Le Pen stole a march on 39-year-old Macron on Wednesday by making an unannounced visit to a Whirlpool factory in northern France where the US appliances giant is threatening to partially outsource production to Poland.
Her brief visit to pose for selfies with workers forced Macron, who was visiting the town where the factory is based, to hastily change his plans and also go to the site.
The besuited Macron spent more than an hour debating with workers amid chaotic scenes as dozens of TV camera teams crowded around him.
On the attack
Le Pen, 48, was back on the attack on Thursday saying her rival, a former banker, supported “an ultra-liberal economy” and “total deregulation”.
Macron hit back in a Twitter message that reminded voters of the National Front (FN) candidate's pledge to pull out of the eurozone and hold a referendum on France's membership of the European Union.
“Madame Le Pen has gone fishing. Have a good trip. Withdrawing from Europe as she proposes would mean the end of the French fishing industry.

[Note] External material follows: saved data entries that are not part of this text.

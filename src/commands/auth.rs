//! Authentication subcommand handlers.
//!
//! Covers both `archive-admin auth test`, which performs a live API call, and
//! `archive-admin auth show`, which prints the currently detected credential
//! sources.

use std::process;

use super::{connect, load_token};
use crate::cli::{AuthCommand, Cli};
use crate::color::ColorScheme;
use crate::credentials::default_credentials_path;
use crate::launchpad::LaunchpadApi;

/// Dispatch the authentication subcommands defined under `archive-admin auth`.
///
/// `auth test` calls `people/+me` with the resolved token, while `auth show`
/// prints where the token would be read from without touching the network.
pub(crate) async fn handle_auth_command(subcommand: AuthCommand, cli: &Cli, colors: &ColorScheme) {
  match subcommand {
    AuthCommand::Test => test_auth(cli, colors).await,
    AuthCommand::Show => show_auth_config(cli, colors),
  }
}

async fn test_auth(cli: &Cli, colors: &ColorScheme) {
  let api_root = cli.launchpad.api_root();
  println!("{} {}", colors.info("→"), colors.info("Testing authentication"));
  println!("  {}: {}", colors.emphasis("API root"), colors.link(&api_root));

  let client = connect(cli, colors);
  if client.is_anonymous() {
    eprintln!("\n{} {}", colors.error("✗"), colors.error("No Launchpad credentials found"));
    eprintln!("\n{}", colors.info("Setup instructions:"));
    eprintln!("  Provide an OAuth token via:");
    eprintln!("     • CLI flags: --consumer-key, --access-token and --access-secret");
    eprintln!("     • Environment variables: LAUNCHPAD_CONSUMER_KEY, LAUNCHPAD_ACCESS_TOKEN, LAUNCHPAD_ACCESS_SECRET");
    eprintln!("     • A launchpadlib credentials file (--credentials-file)");
    process::exit(2);
  }

  println!("\n{} {}", colors.info("→"), colors.info("Calling Launchpad API..."));
  match client.me().await {
    Ok(person) => {
      println!("\n{} {}", colors.success("✓"), colors.success("Authentication successful!"));
      println!("\n{}", colors.emphasis("User Information:"));
      println!("  {}: {}", colors.emphasis("Display Name"), person.display_name);
      println!("  {}: {}", colors.emphasis("Name"), colors.dimmed(&person.name));
      println!("\n{} Your credentials are working correctly.", colors.info("ℹ"));
    }
    Err(e) => {
      eprintln!("\n{} {}", colors.error("✗"), colors.error("Authentication failed"));
      eprintln!("  {e:#}");
      eprintln!("\n{}", colors.info("Common issues:"));
      eprintln!("  1. The token was revoked or never authorized in the browser");
      eprintln!("  2. The token belongs to a different Launchpad instance");
      eprintln!("  3. Network connectivity issues");
      eprintln!(
        "\n{}",
        colors.dimmed("Run 'archive-admin auth show' to see your current configuration")
      );
      process::exit(2);
    }
  }
}

/// Display the configured API root and where the OAuth token comes from.
fn show_auth_config(cli: &Cli, colors: &ColorScheme) {
  println!("{}\n", colors.emphasis("Authentication Configuration"));

  let api_root = cli.launchpad.api_root();
  let root_source = if cli.launchpad.api_root.is_some() {
    "--api-root / LAUNCHPAD_API_ROOT"
  } else {
    "--launchpad-instance"
  };
  println!("{}: {}", colors.emphasis("API root"), colors.link(&api_root));
  println!("  {}: {}", colors.dimmed("Source"), colors.dimmed(root_source));

  let file = cli
    .launchpad
    .credentials_file
    .clone()
    .or_else(|| default_credentials_path().ok());
  match &file {
    Some(path) => println!(
      "\n{}: {}",
      colors.emphasis("Credentials file"),
      colors.path(path.display())
    ),
    None => println!("\n{}: {}", colors.emphasis("Credentials file"), colors.dimmed("(not set)")),
  }

  if cli.launchpad.anonymous {
    println!("\n{} Anonymous access requested", colors.info("ℹ"));
    return;
  }

  match load_token(cli) {
    Ok(Some((token, source))) => {
      println!("\n{}: {}", colors.emphasis("Consumer key"), token.consumer_key);
      println!("{}: {}", colors.emphasis("Access token"), colors.dimmed(mask(&token.access_token)));
      println!("  {}: {}", colors.dimmed("Source"), colors.dimmed(source));
      println!("\n{} {}", colors.success("✓"), colors.success("Credentials configured"));
    }
    Ok(None) => {
      println!(
        "\n{} {} for authenticated access",
        colors.warning("⚠"),
        colors.warning("No OAuth token")
      );
      println!("  Use --consumer-key/--access-token/--access-secret or a credentials file:");
      println!("    [1]");
      println!("    consumer_key = archive-admin");
      println!("    consumer_secret =");
      println!("    access_token = ...");
      println!("    access_secret = ...");
    }
    Err(e) => {
      println!("\n{} {}", colors.warning("⚠"), colors.warning("Credentials unusable"));
      println!("  {e}");
    }
  }
}

fn mask(secret: &str) -> String {
  let count = secret.chars().count();
  if count > 8 {
    let visible: String = secret.chars().take(4).collect();
    format!("{visible}{}", "*".repeat(count - 4))
  } else {
    "*".repeat(count)
  }
}

#[cfg(test)]
mod tests {
  use super::*;

  #[test]
  fn mask_keeps_short_prefix() {
    assert_eq!(mask("abcdefghijk"), "abcd*******");
    assert_eq!(mask("short"), "*****");
  }
}
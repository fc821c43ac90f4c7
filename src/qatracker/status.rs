//! Status vocabularies mirrored from the tracker's server-side module. The
//! tracker stores statuses as indices into these lists.

use std::collections::BTreeSet;
use std::fmt;

use super::error::{QaTrackerError, Result};

pub const BUILD_MILESTONE_STATUS: &[&str] = &["Active", "Re-building", "Disabled", "Superseded", "Ready"];
pub const MILESTONE_NOTIFY: &[&str] = &["No", "Yes"];
pub const MILESTONE_AUTOFILL: &[&str] = &["No", "Yes"];
pub const MILESTONE_STATUS: &[&str] = &["Testing", "Released", "Archived"];
pub const MILESTONE_SERIES_STATUS: &[&str] = &["Active", "Disabled"];
pub const MILESTONE_SERIES_MANIFEST_STATUS: &[&str] = &["Active", "Disabled"];
pub const PRODUCT_STATUS: &[&str] = &["Active", "Disabled"];
pub const PRODUCT_TYPE: &[&str] = &["iso", "package", "hardware"];
pub const PRODUCT_DOWNLOAD_TYPE: &[&str] =
  &["HTTP", "RSYNC", "ZSYNC", "GPG signature", "MD5 checksum", "Comment", "Torrent"];
pub const TESTCASE_STATUS: &[&str] = &["Mandatory", "Disabled", "Run-once", "Optional"];
pub const RESULT_RESULT: &[&str] = &["Failed", "Passed", "In progress"];
pub const RESULT_STATUS: &[&str] = &["Active", "Disabled"];
pub const REBUILD_STATUS: &[&str] = &["Requested", "Queued", "Building", "Built", "Published", "Canceled"];

/// A status given either by name (case-insensitive) or by index.
#[derive(Debug, Clone, Copy, PartialEq, Eq)]
pub enum StatusFilter<'a> {
  Name(&'a str),
  Index(usize),
}

impl fmt::Display for StatusFilter<'_> {
  fn fmt(&self, f: &mut fmt::Formatter<'_>) -> fmt::Result {
    match self {
      StatusFilter::Name(name) => f.write_str(name),
      StatusFilter::Index(index) => write!(f, "{index}"),
    }
  }
}

impl<'a> From<&'a str> for StatusFilter<'a> {
  fn from(value: &'a str) -> Self {
    StatusFilter::Name(value)
  }
}

impl From<usize> for StatusFilter<'_> {
  fn from(value: usize) -> Self {
    StatusFilter::Index(value)
  }
}

fn resolve(vocabulary: &[&str], filter: StatusFilter<'_>) -> Result<i64> {
  let index = match filter {
    StatusFilter::Index(index) if index < vocabulary.len() => Some(index),
    StatusFilter::Index(_) => None,
    StatusFilter::Name(name) => vocabulary.iter().position(|entry| entry.eq_ignore_ascii_case(name)),
  };
  index
    .map(|i| i as i64)
    .ok_or_else(|| QaTrackerError::InvalidStatus(filter.to_string().to_lowercase()))
}

/// Indices into `vocabulary` for `filters`, deduplicated and sorted.
/// `None` selects the whole vocabulary.
pub fn valid_id_list(vocabulary: &[&str], filters: Option<&[StatusFilter<'_>]>) -> Result<Vec<i64>> {
  let Some(filters) = filters else {
    return Ok((0..vocabulary.len() as i64).collect());
  };
  let ids = filters
    .iter()
    .map(|filter| resolve(vocabulary, *filter))
    .collect::<Result<BTreeSet<_>>>()?;
  Ok(ids.into_iter().collect())
}

#[cfg(test)]
mod tests {
  use super::*;

  #[test]
  fn names_and_indices() {
    let ids = valid_id_list(
      BUILD_MILESTONE_STATUS,
      Some(&["ready".into(), StatusFilter::Index(0), "Active".into()]),
    )
    .unwrap();
    assert_eq!(ids, vec![0, 4]);
  }

  #[test]
  fn whole_vocabulary_and_empty_filter() {
    assert_eq!(valid_id_list(RESULT_RESULT, None).unwrap(), vec![0, 1, 2]);
    assert!(valid_id_list(RESULT_RESULT, Some(&[])).unwrap().is_empty());
  }

  #[test]
  fn rejects_unknown_statuses() {
    assert!(matches!(
      valid_id_list(PRODUCT_STATUS, Some(&["Retired".into()])),
      Err(QaTrackerError::InvalidStatus(s)) if s == "retired"
    ));
    assert!(valid_id_list(PRODUCT_STATUS, Some(&[StatusFilter::Index(2)])).is_err());
  }
}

Think about that,” he wrote.
The latest poll suggests Macron will defeat Le Pen by a margin of 21 points in the runoff on May 7, and figures from France's traditional left and right — both absent from the second round — have backed him too.
But Macron, a former economy minister who has never held elected office, faced criticism after topping the vote in the first round that he made a complacent start to his second-round campaign.

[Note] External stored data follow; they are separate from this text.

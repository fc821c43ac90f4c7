//! archive-admin - Ubuntu archive administration tools
//!
//! This is the main entry point for the CLI application.

#[tokio::main]
async fn main() {
  ubuntu_archive_tools::cli::run().await;
}
//! Error type shared by the scanner, builder, session and transformers.

use crate::reveal::UnitId;

/// Reveal engine errors
#[derive(Debug, Clone, PartialEq, Eq)]
pub enum RevealError {
    /// Prefix is empty or could not be compiled into a matcher
    InvalidConfiguration(String),
    /// Builder received an empty token
    MalformedToken,
    /// Pointer event routed to a unit the session no longer holds
    UnknownUnit(UnitId),
    /// The session has handed out every unit or region id it can represent
    IdsExhausted,
}

impl std::fmt::Display for RevealError {
    fn fmt(&self, f: &mut std::fmt::Formatter<'_>) -> std::fmt::Result {
        match self {
            RevealError::InvalidConfiguration(msg) => write!(f, "Invalid configuration: {}", msg),
            RevealError::MalformedToken => write!(f, "Malformed token: token must not be empty"),
            RevealError::UnknownUnit(id) => write!(f, "Unknown reveal unit: {}", id.0),
            RevealError::IdsExhausted => write!(f, "Reveal session ran out of ids"),
        }
    }
}

impl std::error::Error for RevealError {}

#[cfg(test)]
mod tests {
    use super::*;

    #[test]
    fn test_display_messages() {
        let err = RevealError::InvalidConfiguration("prefix must not be empty".into());
        assert_eq!(err.to_string(), "Invalid configuration: prefix must not be empty");
        assert_eq!(RevealError::UnknownUnit(UnitId(7)).to_string(), "Unknown reveal unit: 7");
        assert_eq!(RevealError::IdsExhausted.to_string(), "Reveal session ran out of ids");
    }
}
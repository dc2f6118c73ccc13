//! RegionTransformer (one-shot) - substitutes markers in static content
//!
//! Works over any tree exposing its text leaves through `ContentTree`.
//! Each leaf holding markers is replaced by a fragment sequence: the text
//! between markers kept verbatim, each marker swapped for a reveal unit.
//! Leaves already inside a unit rendering are skipped, so running the pass
//! twice creates nothing new. Units are filed under the caller's region;
//! release that region before rendering fresh content into it.

use rand::Rng;
use serde::{Deserialize, Serialize};

use super::session::{RegionId, RevealSession, UnitId};
use crate::error::RevealError;

// =============================================================================
// Types
// =============================================================================

/// Replacement piece for a text leaf
#[derive(Debug, Clone, PartialEq, Eq, Serialize, Deserialize)]
#[serde(tag = "kind", rename_all = "lowercase")]
pub enum Fragment {
    Text { text: String },
    Unit { id: UnitId },
}

/// Abstract content tree the transformer walks
pub trait ContentTree {
    type Leaf: Copy;

    /// Text-bearing leaves in document order
    fn text_leaves(&self) -> Vec<Self::Leaf>;

    fn leaf_text(&self, leaf: Self::Leaf) -> Option<&str>;

    /// True if the leaf sits inside an existing reveal unit rendering
    fn is_within_unit(&self, leaf: Self::Leaf) -> bool;

    fn replace_leaf(&mut self, leaf: Self::Leaf, fragments: Vec<Fragment>);
}

/// Counters from a single pass
#[derive(Debug, Clone, Copy, Default, PartialEq, Eq, Serialize, Deserialize)]
pub struct TransformReport {
    pub leaves_scanned: usize,
    pub leaves_skipped: usize,
    pub leaves_replaced: usize,
    pub units_created: usize,
}

// =============================================================================
// Segmentation
// =============================================================================

/// Split `text` into fragments, building one unit per marker in `region`.
/// Returns `None` when the text has no markers.
pub fn segment_text<R: Rng>(
    session: &mut RevealSession<R>,
    region: RegionId,
    text: &str,
) -> Result<Option<Vec<Fragment>>, RevealError> {
    let matches: Vec<_> = session.scanner().scan(text).collect();
    if matches.is_empty() {
        return Ok(None);
    }

    let mut fragments = Vec::with_capacity(matches.len() * 2 + 1);
    let mut cursor = 0;
    for m in matches {
        if m.start > cursor {
            fragments.push(Fragment::Text {
                text: text[cursor..m.start].to_string(),
            });
        }
        let id = session.build_unit_in(region, &m.token)?;
        fragments.push(Fragment::Unit { id });
        cursor = m.end;
    }
    if cursor < text.len() {
        fragments.push(Fragment::Text {
            text: text[cursor..].to_string(),
        });
    }

    Ok(Some(fragments))
}

// =============================================================================
// One-shot pass
// =============================================================================

/// Replace every marker in `tree` with a reveal unit owned by `region`
pub fn materialize<T, R>(tree: &mut T, session: &mut RevealSession<R>, region: RegionId) -> TransformReport
where
    T: ContentTree,
    R: Rng,
{
    let mut report = TransformReport::default();

    for leaf in tree.text_leaves() {
        if tree.is_within_unit(leaf) {
            report.leaves_skipped += 1;
            continue;
        }
        let Some(text) = tree.leaf_text(leaf) else {
            continue;
        };
        report.leaves_scanned += 1;

        if !session.scanner().has_match(text) {
            continue;
        }
        let text = text.to_string();

        let before = session.len();
        match segment_text(session, region, &text) {
            Ok(Some(fragments)) => {
                report.units_created += session.len() - before;
                report.leaves_replaced += 1;
                tree.replace_leaf(leaf, fragments);
            }
            Ok(None) => {}
            Err(_e) => {
                // Leave the original text in place
                #[cfg(target_arch = "wasm32")]
                web_sys::console::warn_1(&wasm_bindgen::JsValue::from_str(&format!(
                    "[RegionTransformer] leaf left untransformed: {}",
                    _e
                )));
            }
        }
    }

    report
}

// =============================================================================
// Tests
// =============================================================================
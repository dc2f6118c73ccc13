//! RevealSession - the units built for one content surface
//!
//! Binds a configuration snapshot, a compiled scanner and a controller to
//! the units created from them. Units belong to a region, so one region can
//! be re-rendered or unmounted without touching the others. A unit id is
//! never handed out twice by the same session: once its unit is released
//! the id stays unknown.

use std::collections::BTreeMap;

use rand::rngs::ThreadRng;
use rand::Rng;
use serde::{Deserialize, Serialize};

use super::controller::{PointerEvent, PointerHandler, RevealController};
use super::scanner::MarkerScanner;
use super::unit::{RevealState, RevealUnit, UnitView};
use crate::config::RevealConfig;
use crate::error::RevealError;

/// Handle to a unit inside a session
#[derive(Debug, Clone, Copy, PartialEq, Eq, Hash, PartialOrd, Ord, Serialize, Deserialize)]
pub struct UnitId(pub u32);

/// Handle to a group of units released together
#[derive(Debug, Clone, Copy, PartialEq, Eq, Hash, PartialOrd, Ord, Serialize, Deserialize)]
pub struct RegionId(pub u32);

impl RegionId {
    /// Region that `build_unit` files units under
    pub const SHARED: RegionId = RegionId(0);
}

#[derive(Debug)]
struct Slot {
    region: RegionId,
    unit: RevealUnit,
}

pub struct RevealSession<R = ThreadRng> {
    config: RevealConfig,
    scanner: MarkerScanner,
    controller: RevealController<R>,
    units: BTreeMap<UnitId, Slot>,
    next_unit: u64,
    next_region: u64,
}

/// Take the next id from `counter`, failing once it no longer fits in a u32
fn allocate(counter: &mut u64) -> Result<u32, RevealError> {
    let id = u32::try_from(*counter).map_err(|_| RevealError::IdsExhausted)?;
    *counter += 1;
    Ok(id)
}

impl RevealSession<ThreadRng> {
    pub fn new(config: RevealConfig) -> Result<Self, RevealError> {
        Self::with_controller(config, RevealController::new())
    }
}

impl<R: Rng> RevealSession<R> {
    pub fn with_rng(config: RevealConfig, rng: R) -> Result<Self, RevealError> {
        Self::with_controller(config, RevealController::with_rng(rng))
    }

    fn with_controller(config: RevealConfig, controller: RevealController<R>) -> Result<Self, RevealError> {
        config.validate()?;
        let scanner = MarkerScanner::new(&config.prefix, config.word_syntax)?;
        Ok(Self {
            config,
            scanner,
            controller,
            units: BTreeMap::new(),
            next_unit: 0,
            // 0 is RegionId::SHARED
            next_region: 1,
        })
    }

    pub fn config(&self) -> &RevealConfig {
        &self.config
    }

    pub fn scanner(&self) -> &MarkerScanner {
        &self.scanner
    }

    /// Swap in a new snapshot. Existing units keep the style they were
    /// built with; only later builds and scans see the change.
    pub fn set_config(&mut self, config: RevealConfig) -> Result<(), RevealError> {
        config.validate()?;
        self.scanner = MarkerScanner::new(&config.prefix, config.word_syntax)?;
        self.config = config;
        Ok(())
    }

    /// Hand out a region handle no other caller of this session holds
    pub fn open_region(&mut self) -> Result<RegionId, RevealError> {
        allocate(&mut self.next_region).map(RegionId)
    }

    /// Build a hidden unit with the current style in the shared region
    pub fn build_unit(&mut self, token: &str) -> Result<UnitId, RevealError> {
        self.build_unit_in(RegionId::SHARED, token)
    }

    /// Build a hidden unit with the current style, owned by `region`
    pub fn build_unit_in(&mut self, region: RegionId, token: &str) -> Result<UnitId, RevealError> {
        let unit = RevealUnit::build(token, self.config.reveal_style)?;
        let id = UnitId(allocate(&mut self.next_unit)?);
        self.units.insert(id, Slot { region, unit });
        Ok(id)
    }

    pub fn unit(&self, id: UnitId) -> Option<&RevealUnit> {
        self.units.get(&id).map(|slot| &slot.unit)
    }

    pub fn region_of(&self, id: UnitId) -> Option<RegionId> {
        self.units.get(&id).map(|slot| slot.region)
    }

    /// Live units in id order
    pub fn units(&self) -> impl Iterator<Item = (UnitId, &RevealUnit)> {
        self.units.iter().map(|(id, slot)| (*id, &slot.unit))
    }

    pub fn view(&self, id: UnitId) -> Result<UnitView, RevealError> {
        self.unit(id)
            .map(RevealUnit::view)
            .ok_or(RevealError::UnknownUnit(id))
    }

    pub fn len(&self) -> usize {
        self.units.len()
    }

    pub fn is_empty(&self) -> bool {
        self.units.is_empty()
    }

    pub fn region_len(&self, region: RegionId) -> usize {
        self.units.values().filter(|slot| slot.region == region).count()
    }

    /// Drop the units owned by `region` (re-rendered or unmounted).
    /// Returns how many were dropped.
    pub fn release_region(&mut self, region: RegionId) -> usize {
        let before = self.units.len();
        self.units.retain(|_, slot| slot.region != region);
        before - self.units.len()
    }

    /// Discard every unit in every region; outstanding ids become unknown
    pub fn reset(&mut self) {
        self.units.clear();
    }
}

impl<R: Rng> PointerHandler for RevealSession<R> {
    fn on_pointer(&mut self, id: UnitId, event: PointerEvent) -> Result<RevealState, RevealError> {
        let slot = self.units.get_mut(&id).ok_or(RevealError::UnknownUnit(id))?;
        Ok(self.controller.dispatch(&mut slot.unit, event))
    }
}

Le Pen has tried to capitalise by popping up in industrially depressed areas of northern France before the journey to the Mediterranean coast.
Later Thursday, she will hold a major rally in the Riviera city of Nice, a rightwing stronghold where she will try to win over voters who preferred Francois Fillon — the conservative candidate who was knocked out in Sunday's first round.

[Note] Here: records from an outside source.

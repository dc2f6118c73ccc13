//! RevealCore: Marker Scanner + Progressive-Disclosure Reveal Units
//!
//! A Rust/WASM implementation of the KittClouds "reveal" annotation engine.
//! Text written as `<prefix><word>` (default `re:word`) is turned into an
//! interactive unit whose letters stay hidden until hovered (a few random
//! letters peek through) or clicked (the whole word shows, click again to
//! hide).
//!
//! # Architecture
//!
//! ## Reveal Components
//! - `scanner.rs` - MarkerScanner: `<prefix><word>` detection via Regex
//! - `unit.rs` - RevealUnit: letter cells + reveal state, built from a token
//! - `controller.rs` - RevealController: hover/click state machine, partial reveal sampling
//! - `session.rs` - RevealSession: units grouped by region, pointer routing by id
//! - `transform.rs` - One-shot RegionTransformer over any `ContentTree`
//! - `tree.rs` - DocumentTree: arena content tree + HTML rendering
//! - `live.rs` - Live RegionTransformer: viewport decorations for editors
//!
//! ## Ambient
//! - `config.rs` - RevealConfig snapshot (prefix, style, word syntax)
//! - `error.rs` - RevealError
//! - `wasm.rs` - RevealEngine JS bindings
//!
//! # Usage (Rust)
//! ```rust
//! use revealcore::{materialize, DocumentTree, RevealConfig, RevealSession};
//!
//! let mut session = RevealSession::new(RevealConfig::default()).unwrap();
//! let region = session.open_region().unwrap();
//! let mut tree = DocumentTree::default();
//! tree.append_text(tree.root(), "Please re:obsidian now");
//!
//! let report = materialize(&mut tree, &mut session, region);
//! assert_eq!(report.units_created, 1);
//!
//! // Re-render: drop the region's units, then transform the fresh content
//! session.release_region(region);
//! assert!(session.is_empty());
//! ```

pub mod config;
pub mod error;
pub mod reveal;
pub mod wasm;

// Public exports
pub use config::*;
pub use error::*;
pub use reveal::*;
pub use wasm::*;

use wasm_bindgen::prelude::*;

// When the `wee_alloc` feature is enabled, use `wee_alloc` as the global
// allocator for smaller WASM bundle size.
#[cfg(feature = "wee_alloc")]
#[global_allocator]
static ALLOC: wee_alloc::WeeAlloc = wee_alloc::WeeAlloc::INIT;

/// Initialize panic hook for better error messages in browser console
#[wasm_bindgen(start)]
pub fn main() {
    #[cfg(feature = "console_error_panic_hook")]
    console_error_panic_hook::set_once();
}

/// Get version information
#[wasm_bindgen]
pub fn version() -> String {
    format!("revealcore v{}", env!("CARGO_PKG_VERSION"))
}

Macron, stung by the criticism that he was not taking the fight to his rival, told supporters on Wednesday: “I will not allow her a centimetre of space, not a second of respite, not an ounce of energy.”
The “Battle of Amiens” at the Whirlpool factory — as leftwing daily Liberation called it — was the standout moment of the campaign so far, even though the candidates were not at the site at the same time.
Le Pen's supporters seized on comments from high-profile economist Jacques Attali, who backs Macron, that the Whirlpool issue was a mere “anecdote” of the campaign.
There was a reminder of the legal woes surrounding her campaign when a source in the French investigation into alleged FN expenses fraud at the European Parliament said the sum involved was now believed to be nearly five million euros ($5.5 million), more than twice an initial estimate.
The parliament accuses the FN of using funds meant for parliamentary assistants to pay staff including a bodyguard to work in France between 2012 and 2017, which contravenes the assembly's rules.
In March, Le Pen invoked her immunity as an MEP in refusing to submit to questioning by French prosecutors until after the election.
Graffiti reads “Neither Le Pen, nor Macron” near the Eiffel Tower in Paris.